// Copyright (c) 2024 <Wei Li>.
//
// This source code is licensed under the GNU license found in the
// LICENSE file in the root directory of this source tree.
// 
// A test that casts a box into its unwrapped type.
// In old versions of Rust MIR, a box variable can be dereferenced 
// directly in MIR, e.g. *b. But in the new version, the dereference 
// of a box is disassembled into two operations: (1) accessing the 
// box's pointer field and (2) dereferencing the pointer.
// For example, `q = *b;` is translated into
// ptr = (((b.0: std::ptr::Unique<T>).0: std::ptr::NonNull<T>).0: *const T);
// q = *ptr;    

#[allow(unused)]
#[derive(Copy, Clone)]
struct A<'a> {
    a: &'a u32,
}

#[allow(unused)]
fn main() {
    let mut x = 2;
    
    let a = A { a: &x };

    let b = Box::new(a);
    let p1 = &*b as *const A;
    
    let a = unsafe { *p1 };
}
════════════════════
* EXERCISE PROMPT: Exactly the lines from the one containing "#[derive(Copy, Clone)]" through the last line of the material above are to be returned, with nothing else.

* THE ANSWER:
#[derive(Copy, Clone)]
struct A<'a> {
    a: &'a u32,
}

#[allow(unused)]
fn main() {
    let mut x = 2;
    
    let a = A { a: &x };

    let b = Box::new(a);
    let p1 = &*b as *const A;
    
    let a = unsafe { *p1 };
}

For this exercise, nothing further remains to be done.